The impact that NZFW has had on the New Zealand fashion landscape is undeniable. New Zealand apparel generated $220M in foreign exchange in 2001 and jumped to $305M in 2004. It has become an invaluable platform for the local fashion industry and has launched countless careers and brands, and seen fashion designers became household names and celebrities. A conduit bringing together fashion, music, creativity and commerce. In the very beginning there were very few stylists and certainly no fashion PR agencies (4). If you were a hair or make-up artist, you were there with your competitors “under the best ever cool vibes” – it was the place to be. It was also vitally important for local fashion media who regarded NZFW as the fashion equivalent of the Olympics in terms of scale and performance as well as the sheer stamina required to report on every show.
Work hard, play hard brings the vibes to NZFW. These images: 1. Backstage hair team. 2. Backstage makeup, 2013. 3. Media centre at the tents. 4. MAC Sponsored opening party, 2011. 5. Ambient music supplied by local DJs. 6. NZFW audience and front row, 2009.
Along the way NZFW has adapted to the times to make fashion more accessible and promoted sustainability, all while helping to grow the sector into a significant contributor for the economy. New Zealand’s Fashion, Clothing and Textile Industry added $7.8 billion to the economy in 2023 and contributed 1.9% to GDP (5). Not only did the design community thrive – but everything to do with fashion came together at NZFW.
Stewart’s contribution was recognised by her appointment as a Dame Companion of the New Zealand Order of Merit (DNZM) for services to fashion and the community in the 2012 Queen’s Birthday and Diamond Jubilee Honours.

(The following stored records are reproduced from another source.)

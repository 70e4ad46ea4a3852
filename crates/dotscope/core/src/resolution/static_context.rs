// Dotlanth
// Copyright (C) 2025 Synerthink

// This program is free software: you can redistribute it and/or modify
// it under the terms of the GNU Affero General Public License as published by
// the Free Software Foundation, either version 3 of the License, or
// (at your option) any later version.

// This program is distributed in the hope that it will be useful,
// but WITHOUT ANY WARRANTY; without even the implied warranty of
// MERCHANTABILITY or FITNESS FOR A PARTICULAR PURPOSE.  See the
// GNU Affero General Public License for more details.

// You should have received a copy of the GNU Affero General Public License
// along with this program.  If not, see <http://www.gnu.org/licenses/>.

//! Resolution over a complete, immutable scope graph.

use std::sync::Arc;

use async_trait::async_trait;
use futures::future::BoxFuture;

use dotscope_common::EngineResult;

use super::algorithm::{NameResolution, ResolutionContext};
use super::env::Env;
use super::predicates::{LabelWfRef, NoQueries, PredicateContext, QueryParams};
use crate::scopegraph::{Datum, Label, ScopeGraph, ScopeId, ScopePath};

pub struct StaticContext<S, L, D> {
    graph: ScopeGraph<S, L, D>,
    params: QueryParams<S, L, D>,
    predicates: Arc<dyn PredicateContext<S, L, D>>,
}

impl<S, L, D> StaticContext<S, L, D>
where
    S: ScopeId,
    L: Label,
    D: Datum<S>,
{
    pub fn new(graph: ScopeGraph<S, L, D>, params: QueryParams<S, L, D>) -> Self {
        Self {
            graph,
            params,
            predicates: Arc::new(NoQueries),
        }
    }

    pub fn with_predicate_context(mut self, predicates: Arc<dyn PredicateContext<S, L, D>>) -> Self {
        self.predicates = predicates;
        self
    }
}

#[async_trait]
impl<S, L, D> ResolutionContext<S, L, D> for StaticContext<S, L, D>
where
    S: ScopeId,
    L: Label,
    D: Datum<S>,
{
    async fn external_env(&self, _path: &ScopePath<S, L>, _re: &LabelWfRef<L>) -> Option<EngineResult<Env<S, L, D>>> {
        None
    }

    async fn get_edges(&self, scope: &S, label: &L) -> EngineResult<Vec<S>> {
        Ok(self.graph.get_edges(scope, label))
    }

    async fn get_datum(&self, scope: &S) -> EngineResult<Option<D>> {
        Ok(self.graph.get_datum(scope).cloned())
    }

    async fn data_wf(&self, datum: &D) -> EngineResult<bool> {
        self.params.data_wf.wf(datum, self.predicates.as_ref()).await
    }

    async fn data_leq(&self, d1: &D, d2: &D) -> EngineResult<bool> {
        self.params.data_leq.leq(d1, d2, self.predicates.as_ref()).await
    }

    fn data_leq_always_true(&self) -> bool {
        self.params.data_leq.always_true()
    }
}

/// Resolve `params` from `source` in `graph`.
pub fn resolve_in<S, L, D>(
    graph: ScopeGraph<S, L, D>,
    edge_labels: Arc<Vec<L>>,
    source: S,
    params: QueryParams<S, L, D>,
) -> BoxFuture<'static, EngineResult<Env<S, L, D>>>
where
    S: ScopeId,
    L: Label,
    D: Datum<S>,
{
    let label_order = Arc::clone(&params.label_order);
    let label_wf = Arc::clone(&params.label_wf);
    let context = Arc::new(StaticContext::new(graph, params));
    NameResolution::new(edge_labels, label_order, context).env(ScopePath::new(source), label_wf)
}

/// Blocking variant of [`resolve_in`].
pub fn resolve_blocking<S, L, D>(
    graph: ScopeGraph<S, L, D>,
    edge_labels: Arc<Vec<L>>,
    source: S,
    params: QueryParams<S, L, D>,
) -> EngineResult<Env<S, L, D>>
where
    S: ScopeId,
    L: Label,
    D: Datum<S>,
{
    futures::executor::block_on(resolve_in(graph, edge_labels, source, params))
}
// Dotlanth
// Copyright (C) 2025 Synerthink

// This program is free software: you can redistribute it and/or modify
// it under the terms of the GNU Affero General Public License as published by
// the Free Software Foundation, either version 3 of the License, or
// (at your option) any later version.

// This program is distributed in the hope that it will be useful,
// but WITHOUT ANY WARRANTY; without even the implied warranty of
// MERCHANTABILITY or FITNESS FOR A PARTICULAR PURPOSE.  See the
// GNU Affero General Public License for more details.

// You should have received a copy of the GNU Affero General Public License
// along with this program.  If not, see <http://www.gnu.org/licenses/>.

//! Concurrent, incremental name resolution over scope graphs.
//!
//! A type checker is split into units. Each unit owns a fragment of a
//! shared scope graph and may resolve queries against the whole graph;
//! queries into fragments owned by other units are answered by those
//! units through message passing. The [`Broker`] runs a root unit and
//! everything it spawns, resolves deadlocks, and returns a [`UnitResult`]
//! tree that can be fed back into a later run to reuse unchanged units.

pub mod broker;
pub mod checker;
pub mod confirm;
pub mod deadlock;
pub mod diff;
pub(crate) mod engine;
pub mod resolution;
pub mod runtime;
pub mod scopegraph;
pub mod unit;
pub mod wait_for;

pub use broker::Broker;
pub use checker::{CheckpointState, Incremental, ScopeGraphLibrary, TypeChecker, UnitOutput};
pub use engine::EngineStatistics;
pub use resolution::{
    AlwaysLeq, AnyData, DataLeq, DataLeqFn, DataWf, DataWfFn, EpsilonWf, Env, ExplicitOrder, LabelAutomaton,
    LabelOrder, LabelOrderFn, LabelWf, NeverLeq, NoLabelOrder, PredicateContext, QueryParams,
};
pub use scopegraph::{Datum, EdgeOrData, Label, Patch, ResolutionPath, ScopeGraph, ScopeId, ScopePath};
pub use unit::context::UnitContext;
pub use unit::result::{RecordedQuery, StateCapture, TransitionTrace, UnitResult};
pub use unit::{Activation, StateSummary, UnitState};

pub use dotscope_common::{ConfirmationMode, EngineError, EngineResult, Scope, Settings, UnitId};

That year [2012] Stewart also launched NZ Fashion Festival – a consumer-facing event (as opposed to the trade-focused NZFW) of group shows held in the evenings at Auckland’s Shed 10 over five days. It was held in March, showing in-season collections – partly to create a new event in the opposite season to NZFW, but also to make sure NZFW could keep on their full-time staff with two events over the year. Two years later the event was shelved when alterations to the building began. Once complete, the Fashion Festival was unable to use the venue as its timing clashed with the cruise ship season and passengers were processed at Shed 10.
New Zealand Fashion Festival campaign image featuring model Penny Pickard, 2012.
In 2015, realising that as a private business, she couldn’t keep running NZFW forever and her wing woman Myken (now mum to a 2-year-old), she began thinking of a succession plan and announced that NZFW was for sale, though it took time for the right buyer to come along. An unsuccessful three-year buyout in 2016 saw her taking the company back and it wasn’t until May 2021 that that vision was fully realised when she sold the business to entrepreneur and executive chairman of Whitecliffe College, Feroz Ali.
Stewart felt it was time to go back to community work in the health and education arenas, which had occupied much of her time until around 2008 when Fashion Week became all absorbing. Time to get off the fashion treadmill and pass the baton.
Always a staunch supporter of New Zealand fashion, Stewart is looking forward to attending NZFW 2025, this time as a guest at several shows, including Zambesi on 28 August 2025, in Auckland’s Shed 10.
Text by Carolyn Enting. Banner image: NZFW staircase, 2012.
Thumbnail image: Dame Pieter Stewart, 2010.
Published August 2025.
Footnotes:
1. Fashion Quarterly (launched in 1980 by Paula Ryan and Don Hope) began as a retail catalogue distributed for free in Christchurch letterboxes. Originally titled Fashion, separate editions were launched for Auckland, Wellington, and Dunedin/Invercargill before merging together in 1982 to form Fashion New Zealand. Then rebranding to Fashion Quarterly in 1986.
2. Drawing parallels with the Antwerp Six from Belgium.
3. Referring to the time Naomi Campbell famously tumbled on the catwalk in Vivienne Westwood platform heels in 1993.
4. Showroom 22 was New Zealand's first dedicated fashion showroom and PR agency. The showroom was launched by Murray Bevan in April 2002.